The charity has now funded 40 research projects across the UK and Ireland worth over £6 million and this is the third year it has invested £1 million in a single funding round.

The new grants are in addition to the £2 million committed to the Pancreatic Cancer Research Fund Tissue Bank, which launched in January 2016 with the aim of accelerating research progress. The Tissue Bank is the world's first nationally co-ordinated pancreas tissue bank and has been described as "one of the most important developments in resourcing UK pancreatic cancer research in a generation." (1)

Says the charity's founder and CEO, Maggie Blanks: "In PCRF's early years, we had to focus on researching how this disease worked on a molecular level, knowing that this would underpin future research progress. More recently - typified by this year's grants - we've been able to focus on projects that are closer to patients. These include innovative ways of making current treatments much more effective, developing personalised medicine approaches and finding ways to diagnose the disease in its earliest stages."

The six newly-funded projects are:

Dr Bart Cornelissen, University of Oxford

Dr Cornelissen aims to use powerful imaging techniques to diagnose early stage pancreatic cancer. His team has already developed an imaging agent that attaches to a protein known as claudin-4, which is expressed in the early stages of the disease. This project will develop the agent so that this protein can be rapidly detected and monitored using PET scanners, which are increasingly common in hospitals.

Dr Fieke Froeling, Imperial College London

Dr Froeling's project will focus on epigenetics - changes in DNA that can switch genes on and off and lead to cancer without altering the genetic code itself. Dr Froeling and her team will profile different pancreatic tumours and cell lines to look for biomarkers that will enable them to predict which patients will respond best to the different drugs being developed to combat different epigenetic changes. This will allow individual patients to be matched with the most effective treatment for their type of tumour.

Dr Eithne Costello, University of Liverpool

Dr Costello and her colleagues aim to unravel how pancreatic tumour cells use the protein Nrf2 to protect themselves against chemotherapeutic drugs. Pancreatic cancer cells have high levels of this protein, and respond to chemotherapy by producing even more - effectively becoming resistant to treatment. The team aims to find ways to block Nrf2 that will enable the cancer drugs to work more effectively as treatments.

Dr Patricia Sancho, Barts Cancer Institute, Queen Mary University of London

Dr Sancho will focus on cancer stem cells, which live within tumours and drive the return and spread of cancer cells, even after aggressive chemotherapy. Cancer stem cells can be killed using drugs that cut off their primary energy source, but they can develop resistance and continue growing over time by switching to an alternative energy source.

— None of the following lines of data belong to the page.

use std::collections::HashMap;
use std::sync::Arc;

use axum::Router;
use axum::http::HeaderValue;
use axum::routing::{delete, get, post, put};
use tokio::sync::RwLock;
use tower_http::cors::{Any, CorsLayer};
use tower_http::trace::TraceLayer;

mod backups;
mod error;
pub mod events;
mod history;
mod mappings;
mod observability;
mod status;
mod trigger;
mod types;

pub use error::ApiError;

use crate::clients::anilist::AnilistClient;
use crate::config::Config;
use crate::db::Store;
use crate::domain::events::NotificationEvent;
use crate::scheduler::{ProfileHandle, ProfileState};
use crate::services::{BackupService, UndoService};

/// Everything the API needs for one configured profile, mirroring the
/// teacher's one-struct-per-concern wiring but keyed by profile name.
pub struct ProfileRuntime {
    pub handle: ProfileHandle,
    pub state: Arc<RwLock<ProfileState>>,
    pub anilist: AnilistClient,
    pub destructive_sync: bool,
}

pub struct AppState {
    pub store: Store,
    pub events: tokio::sync::broadcast::Sender<NotificationEvent>,
    pub profiles: HashMap<String, ProfileRuntime>,
    pub start_time: std::time::Instant,
    pub prometheus_handle: Option<metrics_exporter_prometheus::PrometheusHandle>,
}

impl AppState {
    pub fn profile_names(&self) -> Vec<String> {
        self.profiles.keys().cloned().collect()
    }

    pub fn require_profile(&self, name: &str) -> Result<(), ApiError> {
        if self.profiles.contains_key(name) {
            Ok(())
        } else {
            Err(ApiError::profile_not_found(name))
        }
    }

    pub async fn profile_state_label(&self, name: &str) -> String {
        match self.profiles.get(name) {
            Some(runtime) => format!("{:?}", *runtime.state.read().await),
            None => "unknown".to_string(),
        }
    }

    pub fn trigger_handle_for(&self, name: &str) -> Result<&ProfileHandle, ApiError> {
        self.profiles
            .get(name)
            .map(|r| &r.handle)
            .ok_or_else(|| ApiError::profile_not_found(name))
    }

    pub fn backup_service_for(&self, name: &str) -> Result<BackupService, ApiError> {
        let runtime = self
            .profiles
            .get(name)
            .ok_or_else(|| ApiError::profile_not_found(name))?;
        Ok(BackupService::new(self.store.clone(), runtime.anilist.clone()))
    }

    pub fn undo_service_for(&self, name: &str) -> Result<(UndoService, bool), ApiError> {
        let runtime = self
            .profiles
            .get(name)
            .ok_or_else(|| ApiError::profile_not_found(name))?;
        Ok((
            UndoService::new(self.store.clone(), runtime.anilist.clone()),
            runtime.destructive_sync,
        ))
    }
}

pub async fn router(state: Arc<AppState>, config: &Config) -> Router {
    let cors_origins = &config.server.cors_allowed_origins;
    let cors_layer = if cors_origins.iter().any(|o| o == "*") {
        CorsLayer::new().allow_origin(Any)
    } else {
        let origins: Vec<HeaderValue> = cors_origins.iter().filter_map(|s| s.parse().ok()).collect();
        CorsLayer::new().allow_origin(origins)
    };

    let api_router = Router::new()
        .route("/status", get(status::status))
        .route("/profiles/{name}/history", get(history::list_history))
        .route("/profiles/{name}/trigger", post(trigger::trigger))
        .route("/history/{id}/undo", post(history::undo_event))
        .route("/history/{id}", delete(history::delete_history))
        .route("/profiles/{name}/backups", get(backups::list_backups))
        .route(
            "/profiles/{name}/backups/{id}/restore",
            post(backups::restore_backup),
        )
        .route("/mappings/search", get(mappings::search_mappings))
        .route("/mappings/{id}", put(mappings::upsert_mapping))
        .route("/mappings/{id}", delete(mappings::delete_mapping))
        .route("/metrics", get(observability::get_metrics))
        .merge(events::router())
        .with_state(state)
        .layer(axum::middleware::from_fn(observability::logging_middleware))
        .layer(axum::middleware::from_fn(
            observability::security_headers_middleware,
        ));

    Router::new()
        .nest("/api", api_router)
        .layer(cors_layer.allow_methods(Any).allow_headers(Any))
        .layer(TraceLayer::new_for_http())
}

Dr Sancho will investigate more powerful drugs or combined treatments to attack the two main energy sources at the same time and eliminate the cancer stem cells for good.

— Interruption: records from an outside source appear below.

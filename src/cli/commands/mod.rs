mod backup;
mod history;
mod mappings;
mod sync;
mod undo;

pub use backup::{cmd_backup_list, cmd_backup_restore};
pub use history::cmd_history;
pub use mappings::cmd_mappings_search;
pub use sync::cmd_sync;
pub use undo::cmd_undo;

use anyhow::{Context, Result};

use crate::config::{Config, ProfileConfig};
use crate::constants::DATABASE_FILENAME;
use crate::db::Store;

/// Resolves a profile's database handle, sharing the `data_path` convention
/// every command (and the daemon) uses.
pub async fn open_store(config: &Config, profile: &ProfileConfig) -> Result<Store> {
    let data_path = profile.data_path(&config.general);
    let db_path = format!("{data_path}/{DATABASE_FILENAME}");
    Store::new(&format!("sqlite:{db_path}")).await
}

pub fn profile_config<'a>(config: &'a Config, name: &str) -> Result<&'a ProfileConfig> {
    config
        .profile(name)
        .with_context(|| format!("no profile named '{name}' in config"))
}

Dr Claus Jorgensen, Cancer Research UK Manchester Institute, University of Manchester

Pancreatic tumours' thick protective coating, the stroma, contains hijacked 'normal' stellate cells that have been forced to help the tumour survive and grow. Dr Jorgensen has discovered that blocking an enzyme in these hijacked cells returns them to their normal state. This project will investigate how this happens and whether interfering with this enzyme in stellate cells will make the tumour cells more vulnerable to chemotherapy.

Professor Venkat Kanamarlapudi, Swansea University

Professor Kanamarlapudi's team has developed a drug compound that attaches to a protein expressed only on the surface of pancreatic cancer cells, causing them to burst open and die. In addition, working on the cell's surface means that cancer cells won't develop resistance to the drug. This project will both test how the compound works on human tissue samples, and will investigate combining it with existing drugs to maximise its effectiveness.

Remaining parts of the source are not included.